Le Bourgeois de Paris de Fiodor Dostoïevski

Paris en 1860 par Edouard Willmann

Au début des années 1860, Fiodor Dostoïevski quitte sa Russie natale pour la première fois et entreprend un voyage de deux mois et demi en Europe Occidentale. Son périple comprend de longues étapes en Angleterre et en France, patries de Victor Hugo et de Shakespeare qu’il a lus assidûment dans sa jeunesse.

Lorsqu’il commence ce voyage, Dostoïevski n’est cependant déjà plus un jeune homme, et il découvre les capitales européennes avec le regard d’un homme plein d’expérience . Les notes qu’il ramène de ses visites, publiées dans une revue en 1863 et dont les éditions Payot proposent ici des extraits évoquant Londres et Paris, sont loin de constituer un guide du touriste émerveillé de ces deux grandes villes ; elles se composent plutôt de remarques sur l’état de la pensée et des moeurs occidentales.

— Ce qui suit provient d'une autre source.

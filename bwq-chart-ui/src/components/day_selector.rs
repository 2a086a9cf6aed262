//! Per-day forecast summary with a date dropdown.

use crate::components::{InfoNotice, NoticeLevel};
use crate::state::AppState;
use bwq_utils::dates::{format_date, parse_date};
use bwq_utils::format::format_value;
use dioxus::prelude::*;

/// Date dropdown over the forecast days.
/// Reads `forecast_dates` from AppState and updates `selected_date` on change;
/// the summary of the selected day is queried from the database.
#[component]
pub fn DaySelector() -> Element {
    let mut state = use_context::<AppState>();
    let dates: Vec<String> = state.forecast_dates.read().iter().map(format_date).collect();
    let selected = (state.selected_date)();
    let selected_str = selected.as_ref().map(format_date).unwrap_or_default();

    let summary = match (state.db.read().as_ref(), selected) {
        (Some(db), Some(date)) => db.query_day_summary(date).unwrap_or_else(|e| {
            log::error!("Failed to query day summary: {}", e);
            None
        }),
        _ => None,
    };

    let on_change = move |evt: Event<FormData>| match parse_date(&evt.value()) {
        Ok(date) => state.selected_date.set(Some(date)),
        Err(e) => log::warn!("Ignoring unparseable date selection: {}", e),
    };

    let summary_view = match summary {
        Some(s) => {
            let title = format!("{} forecast summary", format_date(&s.date));
            let values = format!(
                "mean {} · min {} · max {} µg/L",
                format_value(Some(s.mean)),
                format_value(Some(s.min)),
                format_value(Some(s.max))
            );
            let tier_style = format!("color: {}; font-weight: 600;", s.tier.color());
            let glyph = s.tier.glyph();
            let label = s.tier.label();
            rsx! {
                div {
                    style: "background: #fff; border-radius: 10px; padding: 10px 12px;",
                    div { style: "font-size: 12px; color: #6b7280;", "{title}" }
                    div { style: "font-size: 15px; font-weight: 600;", "{values}" }
                    div {
                        style: "margin-top: 4px; font-size: 13px;",
                        "{glyph} "
                        span { style: "{tier_style}", "{label}" }
                        " levels may occur on this day."
                    }
                }
            }
        }
        None => rsx! {
            InfoNotice {
                message: "No forecast data for the selected date.".to_string(),
                level: NoticeLevel::Info,
            }
        },
    };

    rsx! {
        div {
            style: "margin: 8px 0;",
            label {
                r#for: "forecast-day-select",
                style: "font-weight: bold; margin-right: 8px; font-size: 13px;",
                "Date: "
            }
            select {
                id: "forecast-day-select",
                onchange: on_change,
                for date in dates.iter() {
                    option {
                        value: "{date}",
                        selected: *date == selected_str,
                        "{date}"
                    }
                }
            }
        }
        {summary_view}
    }
}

le bourgeois de paris 2014.inddOn s’attendrait pourtant à ce que l’écrivain revienne en Russie plein d’enthousiasme, émerveillé par la vision du Paris des années 1860, que l’on imagine toujours exaltant, préfigurant les riches heures du début de la troisième République. C’est sans doute que les Parisiens et les Français n’ont pas beaucoup changé depuis cette époque et pensent toujours que la France devrait produire un effet boeuf sur chacun de ses visiteurs, comme ce vieillard avec qui Dostoïevski a l’occasion de discuter :

Tout le temps, il me regardait dans les yeux, me demandant ce que je pensais de Paris et il s’affligeait infiniment de savoir que mon enthousiasme n’était pas extraordinaire. On pouvait même lire la souffrance sur son visage bienveillant ) littéralement de la souffrance, si je n’exagère point. Oh, bon Monsieur le M- re ! On ne réussira jamais à persuader un Français, c’est-à-dire un Parisien (car au fond, tous les Français sont des Parisiens) qu’il n’est pas le premier homme du monde entier. D’ailleurs il sait bien peu de choses sur le monde entier en dehors de Paris. Et il n’en veut rien savoir. C’est un trait national et même très caractéristique.

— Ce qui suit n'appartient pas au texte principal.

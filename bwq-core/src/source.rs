//! File-backed dataset loading with an explicit, injectable cache.
//!
//! Each cached dataset is keyed by its file identity (length + modification
//! time). A lookup re-stats the file; a matching key hands back the cached
//! `Arc`, anything else re-reads the file. Cached values are never mutated,
//! so several viewers can share them without locking.

use crate::error::BwqError;
use crate::forecast::{forecast_from_source, ForecastPoint};
use crate::reading::History;
use std::path::{Path, PathBuf};
use std::sync::Arc;
use std::time::SystemTime;

/// Directory, next to the executable, that holds both datasets.
pub const DATA_DIR_NAME: &str = "data";

/// Historical sensor readings with Kalman-filtered columns.
pub const HISTORY_FILE_NAME: &str = "df_final.csv";

/// One week of 10-minute chlorophyll forecasts.
pub const FORECAST_FILE_NAME: &str = "future_week_forecast.csv";

/// Locations of the two input datasets.
#[derive(Debug, Clone, PartialEq, Eq)]
pub struct DataPaths {
    pub history: PathBuf,
    pub forecast: PathBuf,
}

impl DataPaths {
    /// Default file names inside `dir`.
    pub fn in_dir(dir: impl AsRef<Path>) -> Self {
        let dir = dir.as_ref();
        Self {
            history: dir.join(HISTORY_FILE_NAME),
            forecast: dir.join(FORECAST_FILE_NAME),
        }
    }

    /// The `data/` directory beside the running executable.
    pub fn beside_executable() -> std::io::Result<Self> {
        let exe = std::env::current_exe()?;
        let dir = exe.parent().unwrap_or_else(|| Path::new("."));
        Ok(Self::in_dir(dir.join(DATA_DIR_NAME)))
    }
}

/// Identity of a source file at the time it was read.
#[derive(Debug, Clone, Copy, PartialEq, Eq)]
pub enum SourceKey {
    Missing,
    Present {
        len: u64,
        modified: Option<SystemTime>,
    },
}

impl SourceKey {
    pub fn probe(path: &Path) -> SourceKey {
        match std::fs::metadata(path) {
            Ok(meta) if meta.is_file() => SourceKey::Present {
                len: meta.len(),
                modified: meta.modified().ok(),
            },
            _ => SourceKey::Missing,
        }
    }
}

#[derive(Debug)]
struct CacheEntry<T> {
    path: PathBuf,
    key: SourceKey,
    value: Arc<T>,
}

/// The forecast as cached: `None` means "no forecast available".
pub type CachedForecast = Option<Vec<ForecastPoint>>;

/// Read-through cache of both datasets, owned by whoever drives render passes.
#[derive(Debug, Default)]
pub struct DatasetCache {
    history: Option<CacheEntry<History>>,
    forecast: Option<CacheEntry<CachedForecast>>,
}

impl DatasetCache {
    pub fn new() -> Self {
        Self::default()
    }

    /// Drop both entries; the next load re-reads the files.
    pub fn clear(&mut self) {
        self.history = None;
        self.forecast = None;
    }
}

fn lookup<T>(
    slot: &mut Option<CacheEntry<T>>,
    path: &Path,
    read: impl FnOnce(SourceKey) -> T,
) -> Arc<T> {
    let key = SourceKey::probe(path);
    if let Some(entry) = slot.as_ref() {
        if entry.path == path && entry.key == key {
            log::debug!("[BWQ] cache: hit for {}", path.display());
            return Arc::clone(&entry.value);
        }
    }
    log::debug!("[BWQ] cache: miss for {}", path.display());
    let value = Arc::new(read(key));
    *slot = Some(CacheEntry {
        path: path.to_path_buf(),
        key,
        value: Arc::clone(&value),
    });
    value
}

fn read_source(path: &Path) -> Result<String, BwqError> {
    std::fs::read_to_string(path).map_err(|source| BwqError::Io {
        path: path.to_path_buf(),
        source,
    })
}

/// Loads the two datasets from disk through a [`DatasetCache`].
#[derive(Debug)]
pub struct Loader {
    paths: DataPaths,
    cache: DatasetCache,
}

impl Loader {
    pub fn new(paths: DataPaths) -> Self {
        Self::with_cache(paths, DatasetCache::new())
    }

    pub fn with_cache(paths: DataPaths, cache: DatasetCache) -> Self {
        Self { paths, cache }
    }

    pub fn paths(&self) -> &DataPaths {
        &self.paths
    }

    /// Hand the cache back, e.g. to reuse it with other paths.
    pub fn into_cache(self) -> DatasetCache {
        self.cache
    }

    /// The historical dataset. Never fails: problems become the notice of
    /// an empty [`History`].
    pub fn load_history(&mut self) -> Arc<History> {
        let path = self.paths.history.clone();
        lookup(&mut self.cache.history, &path, |key| match key {
            SourceKey::Missing => History::not_found(&path),
            SourceKey::Present { .. } => match read_source(&path) {
                Ok(text) => History::from_csv(&text),
                Err(e) => {
                    log::error!("[BWQ] loader: {}", e);
                    History::with_notice(e)
                }
            },
        })
    }

    /// The forecast, or `None` when it is missing or unusable.
    pub fn load_forecast(&mut self) -> Arc<CachedForecast> {
        let path = self.paths.forecast.clone();
        lookup(&mut self.cache.forecast, &path, |key| match key {
            SourceKey::Missing => {
                log::info!("[BWQ] loader: no forecast at {}", path.display());
                None
            }
            SourceKey::Present { .. } => match read_source(&path) {
                Ok(text) => forecast_from_source(Some(&text)),
                Err(e) => {
                    log::warn!("[BWQ] loader: {}", e);
                    None
                }
            },
        })
    }
}

#[cfg(test)]
mod tests {
    use super::*;
    use std::fs;

    const HISTORY_CSV: &str = "\
Timestamp,Chlorophyll_Kalman,Temperature_Kalman,Dissolved Oxygen_Kalman,Turbidity_Kalman
2024-11-03 00:00:00,2.9,24.4,6.9,11.5
2024-11-03 00:10:00,3.1,24.5,6.8,12.0
";

    const FORECAST_CSV: &str = "\
Timestamp,Forecast_Chlorophyll_Kalman
2024-11-04 00:00:00,3.0
2024-11-04 00:10:00,4.5
";

    fn write_data(dir: &Path) -> DataPaths {
        let paths = DataPaths::in_dir(dir);
        fs::write(&paths.history, HISTORY_CSV).unwrap();
        fs::write(&paths.forecast, FORECAST_CSV).unwrap();
        paths
    }

    #[test]
    fn in_dir_uses_default_file_names() {
        let paths = DataPaths::in_dir("/srv/bwq");
        assert_eq!(paths.history, Path::new("/srv/bwq/df_final.csv"));
        assert_eq!(paths.forecast, Path::new("/srv/bwq/future_week_forecast.csv"));
    }

    #[test]
    fn missing_history_yields_empty_dataset_with_notice() {
        let dir = tempfile::tempdir().unwrap();
        let mut loader = Loader::new(DataPaths::in_dir(dir.path()));
        let history = loader.load_history();
        assert!(history.is_empty());
        assert!(history.notice.as_deref().unwrap().contains("not found"));
    }

    #[test]
    fn missing_forecast_is_absent() {
        let dir = tempfile::tempdir().unwrap();
        let mut loader = Loader::new(DataPaths::in_dir(dir.path()));
        assert!(loader.load_forecast().is_none());
    }

    #[test]
    fn loads_both_datasets() {
        let dir = tempfile::tempdir().unwrap();
        let mut loader = Loader::new(write_data(dir.path()));
        assert_eq!(loader.load_history().readings.len(), 2);
        let forecast = loader.load_forecast();
        assert_eq!(forecast.as_deref().map(|f| f.len()), Some(2));
    }

    #[test]
    fn repeated_loads_are_served_from_cache() {
        let dir = tempfile::tempdir().unwrap();
        let mut loader = Loader::new(write_data(dir.path()));
        let first = loader.load_history();
        let second = loader.load_history();
        assert!(Arc::ptr_eq(&first, &second));
        assert_eq!(*first, *second);

        let f1 = loader.load_forecast();
        let f2 = loader.load_forecast();
        assert!(Arc::ptr_eq(&f1, &f2));
    }

    #[test]
    fn changed_file_invalidates_entry() {
        let dir = tempfile::tempdir().unwrap();
        let paths = write_data(dir.path());
        let mut loader = Loader::new(paths.clone());
        assert_eq!(loader.load_history().readings.len(), 2);

        let longer = format!("{}2024-11-03 00:20:00,3.3,24.6,6.7,12.1\n", HISTORY_CSV);
        fs::write(&paths.history, longer).unwrap();
        assert_eq!(loader.load_history().readings.len(), 3);
    }

    #[test]
    fn file_appearing_later_is_picked_up() {
        let dir = tempfile::tempdir().unwrap();
        let paths = DataPaths::in_dir(dir.path());
        let mut loader = Loader::new(paths.clone());
        assert!(loader.load_history().notice.is_some());

        fs::write(&paths.history, HISTORY_CSV).unwrap();
        let history = loader.load_history();
        assert!(history.notice.is_none());
        assert_eq!(history.readings.len(), 2);
    }

    #[test]
    fn cache_survives_loader_handoff() {
        let dir = tempfile::tempdir().unwrap();
        let paths = write_data(dir.path());
        let mut loader = Loader::new(paths.clone());
        let first = loader.load_history();

        let mut again = Loader::with_cache(paths, loader.into_cache());
        assert!(Arc::ptr_eq(&first, &again.load_history()));
    }

    #[test]
    fn cleared_cache_rereads_with_equal_content() {
        let dir = tempfile::tempdir().unwrap();
        let paths = write_data(dir.path());
        let mut loader = Loader::with_cache(paths.clone(), DatasetCache::new());
        let first = loader.load_history();
        let mut cache = loader.into_cache();
        cache.clear();
        let mut loader = Loader::with_cache(paths, cache);
        let second = loader.load_history();
        assert!(!Arc::ptr_eq(&first, &second));
        assert_eq!(*first, *second);
    }
}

Dostoïevski a bien d’autres commentaires désobligeants – et tout aussi amusants – dans son sac, à commencer par le long chapitre qui clôt l’ouvrage et commente le quotidien de Bribri et Mabiche, couple stéréotypé de bourgeois parisiens vains et volages, du genre de ceux que l’on peut croiser chez Maupassant. Mais au-delà de l’anecdotique, il livre également quelques analyses plus poussées sur les différences qu’il a cru constater entre l’esprit russe et l’esprit occidental. Une réflexion sur la notion de fraternité, en particulier, retient l’attention :

L’homme occidental parle de la fraternité comme d’une grande force motrice de l’humanité et il ne se doute pas que l’on ne peut y atteindre si elle n’existe pas en réalité. Que faire ? Il faut créer la fraternité, à tout prix. Or, il arrive qu’on ne peut pas créer la fraternité parce qu’elle se crée elle-même, parce qu’elle est une donnée, parce qu’elle est une chose de nature. Dans la nature française et, en général, dans la nature occidentale, on ne l’a pas trouvée ; ce qu’on a trouvé, c’était le principe de la personne, le principe de l’individu, de la conservation de soi poussée très loin, de la vie à son propre compte, de l’autonomie de son Moi propre, de l’opposition de ce Moi à toute la nature et à tous les autres hommes, comme un principe distinct, qui se suffit à lui-même, complètement égal et équivalent à tout ce qui existe hors de lui.

On bascule là dans l’intemporel, et c’est justement ce mélange désinvolte d’historiettes demi-mondaines, de généralisations outrancières sur le ridicule des bourgeois parisiens et de pensées plus profondes qui fait tout le charme de ce petit ouvrage qui ne pourra que séduire les amoureux de l’âme russe et du sale caractère des parisiens.